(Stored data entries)
use std::collections::HashMap;
use std::sync::Arc;
use std::thread;

use crate::{
    ClinicalDocument, LinearModel, Segment, Span, TimeMentionResolver, TimeWordLexicon,
};

fn resolver() -> TimeMentionResolver {
    let lexicon = TimeWordLexicon::parse("WEEKDAY monday\nWEEKDAY friday\nUNIT days").unwrap();
    TimeMentionResolver::new(Arc::new(lexicon))
}

fn weekday_model() -> LinearModel {
    LinearModel {
        bias: -3.0,
        weights: HashMap::from([("BAG_TIME_WORD_TYPE=WEEKDAY".to_string(), 5.0)]),
    }
}

fn document() -> ClinicalDocument {
    ClinicalDocument::new(vec![
        Segment::from_bracketed(
            "Seen Monday .",
            &["(TOP (S (VBN Seen) (NP (NNP Monday)) (. .)))"],
        )
        .unwrap()
        .with_gold(vec![Span::new(5, 11)]),
        Segment::from_bracketed("No complaints .", &["(TOP (S (DT No) (NNS complaints) (. .)))"])
            .unwrap(),
        Segment::from_bracketed(
            "Return Friday .",
            &["(TOP (S (VB Return) (NP (NNP Friday)) (. .)))"],
        )
        .unwrap()
        .with_gold(vec![Span::new(7, 13)]),
    ])
}

#[test]
fn gold_working_sets_are_per_segment() {
    let doc = document();
    let mut instances = Vec::new();
    let reports = doc.train(&resolver(), &mut instances).unwrap();

    assert_eq!(reports.len(), 3);
    assert!(reports.iter().all(|r| r.unmatched_gold.is_empty()));
    assert_eq!(
        reports.iter().map(|r| r.instances_written).collect::<Vec<_>>(),
        vec![4, 4, 4]
    );
    assert_eq!(
        instances.iter().filter(|i| i.label.is_mention()).count(),
        2
    );
}

#[test]
fn gold_from_one_segment_does_not_leak_into_another() {
    // same offsets, but the second segment carries no gold
    let doc = ClinicalDocument::new(vec![
        Segment::from_bracketed("Seen Monday", &["(TOP (S (VBN Seen) (NP (NNP Monday))))"])
            .unwrap()
            .with_gold(vec![Span::new(5, 11)]),
        Segment::from_bracketed("Seen Monday", &["(TOP (S (VBN Seen) (NP (NNP Monday))))"])
            .unwrap(),
    ]);
    let mut instances = Vec::new();
    doc.train(&resolver(), &mut instances).unwrap();

    let mentions: Vec<_> = instances.iter().map(|i| i.label.is_mention()).collect();
    // S, VBN, NP (gold) then S, VBN, NP, NNP
    assert_eq!(mentions, vec![false, false, true, false, false, false, false]);
}

#[test]
fn annotate_returns_mentions_per_segment() {
    let doc = document();
    let mentions = doc.annotate(&resolver(), &weekday_model()).unwrap();

    assert_eq!(mentions.len(), 3);
    assert_eq!(
        mentions[0].iter().map(|m| m.span).collect::<Vec<_>>(),
        vec![Span::new(5, 11)]
    );
    assert!(mentions[1].is_empty());
    assert_eq!(
        mentions[2].iter().map(|m| m.span).collect::<Vec<_>>(),
        vec![Span::new(7, 13)]
    );
}

#[test]
fn segments_can_be_annotated_in_parallel() {
    let doc = document();
    let resolver = resolver();
    let model = weekday_model();
    let sequential = doc.annotate(&resolver, &model).unwrap();

    let parallel: Vec<_> = thread::scope(|scope| {
        let handles: Vec<_> = doc
            .segments()
            .iter()
            .map(|segment| {
                let (resolver, model) = (&resolver, &model);
                scope.spawn(move || {
                    let mut mentions = Vec::new();
                    resolver
                        .annotate_segment(segment, model, &mut mentions)
                        .map(|_| mentions)
                })
            })
            .collect();
        handles
            .into_iter()
            .map(|handle| handle.join().unwrap().unwrap())
            .collect()
    });

    assert_eq!(parallel, sequential);
}
//! Runs fixtures through training and inference and compares the results.

use crate::errors::SpecResult;
use crate::fixture::TimexFixture;
use layered_timex::{Segment, Span, TimeMentionResolver, TrainingInstance};
use std::fmt;

/// What the annotator produced for one segment.
#[derive(Debug, Clone, Default, PartialEq, Eq)]
pub struct SegmentRun {
    /// `NODE_LABEL CATEGORY` per training instance, in writing order
    pub instances: Vec<String>,
    /// Covered text of inferred mentions; empty without a model
    pub mentions: Vec<String>,
    pub unmatched_gold: Vec<String>,
}

/// Result of running a fixture.
#[derive(Debug, Clone, Default, PartialEq, Eq)]
pub struct FixtureRun {
    pub segments: Vec<(String, SegmentRun)>,
}

/// A difference between an expectation and the produced output.
#[derive(Debug, Clone, PartialEq, Eq)]
pub struct Mismatch {
    pub segment: usize,
    pub field: &'static str,
    pub expected: Vec<String>,
    pub actual: Vec<String>,
}

/// Train on every segment and, when the fixture has a model, annotate it.
pub fn run_fixture(fixture: &TimexFixture) -> SpecResult<FixtureRun> {
    let document = fixture.to_document()?;
    let resolver = fixture.resolver()?;
    let mut run = FixtureRun::default();

    for segment in document.segments() {
        run.segments.push((
            segment.text().to_string(),
            run_segment(&resolver, fixture, segment)?,
        ));
    }
    Ok(run)
}

fn run_segment(
    resolver: &TimeMentionResolver,
    fixture: &TimexFixture,
    segment: &Segment,
) -> SpecResult<SegmentRun> {
    let mut instances: Vec<TrainingInstance> = Vec::new();
    let report = resolver.train_segment(segment, &mut instances)?;

    let mut result = SegmentRun {
        instances: instances
            .iter()
            .map(|instance| {
                format!(
                    "{} {}",
                    instance.features.value_of("NODE_LABEL").unwrap_or("?"),
                    instance.label
                )
            })
            .collect(),
        mentions: Vec::new(),
        unmatched_gold: covered(segment, report.unmatched_gold.iter().copied()),
    };

    if let Some(model) = &fixture.model {
        let mut mentions = Vec::new();
        resolver.annotate_segment(segment, model, &mut mentions)?;
        result.mentions = covered(segment, mentions.iter().map(|m| m.span));
    }
    Ok(result)
}

fn covered(segment: &Segment, spans: impl Iterator<Item = Span>) -> Vec<String> {
    spans
        .map(|span| match segment.covered_text(span) {
            Some(text) => text.to_string(),
            None => span.to_string(),
        })
        .collect()
}

/// Compare a run against the fixture's expectations.
pub fn check_fixture(fixture: &TimexFixture, run: &FixtureRun) -> Vec<Mismatch> {
    let mut mismatches = Vec::new();
    for (idx, (expected, (_, actual))) in fixture.segments.iter().zip(&run.segments).enumerate() {
        let checks = [
            ("instances", &expected.expect.instances, &actual.instances),
            ("mentions", &expected.expect.mentions, &actual.mentions),
            (
                "unmatched_gold",
                &expected.expect.unmatched_gold,
                &actual.unmatched_gold,
            ),
        ];
        for (field, wanted, got) in checks {
            if let Some(wanted) = wanted {
                if wanted != got {
                    mismatches.push(Mismatch {
                        segment: idx,
                        field,
                        expected: wanted.clone(),
                        actual: got.clone(),
                    });
                }
            }
        }
    }
    mismatches
}

/// Format the mismatches of one fixture for a test failure message.
pub fn format_failure(fixture_name: &str, mismatches: &[Mismatch]) -> String {
    let mut output = format!("FAIL: {}", fixture_name);
    for mismatch in mismatches {
        output.push_str(&format!("\n  {}", mismatch));
    }
    output
}

impl fmt::Display for Mismatch {
    fn fmt(&self, f: &mut fmt::Formatter<'_>) -> fmt::Result {
        write!(
            f,
            "segment {} {}: expected {:?}, found {:?}",
            self.segment, self.field, self.expected, self.actual
        )
    }
}

impl fmt::Display for FixtureRun {
    fn fmt(&self, f: &mut fmt::Formatter<'_>) -> fmt::Result {
        let mut lines = Vec::new();
        for (idx, (text, run)) in self.segments.iter().enumerate() {
            lines.push(format!("segment {}: {}", idx, text));
            for instance in &run.instances {
                lines.push(format!("  {}", instance));
            }
            if !run.mentions.is_empty() {
                lines.push(format!("  mentions: {}", run.mentions.join(" | ")));
            }
            if !run.unmatched_gold.is_empty() {
                lines.push(format!("  unmatched gold: {}", run.unmatched_gold.join(" | ")));
            }
        }
        f.write_str(&lines.join("\n"))
    }
}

→ Task
Looking at the records, report the number of lines that hold the string "Some", with no other text.

→ Your response
3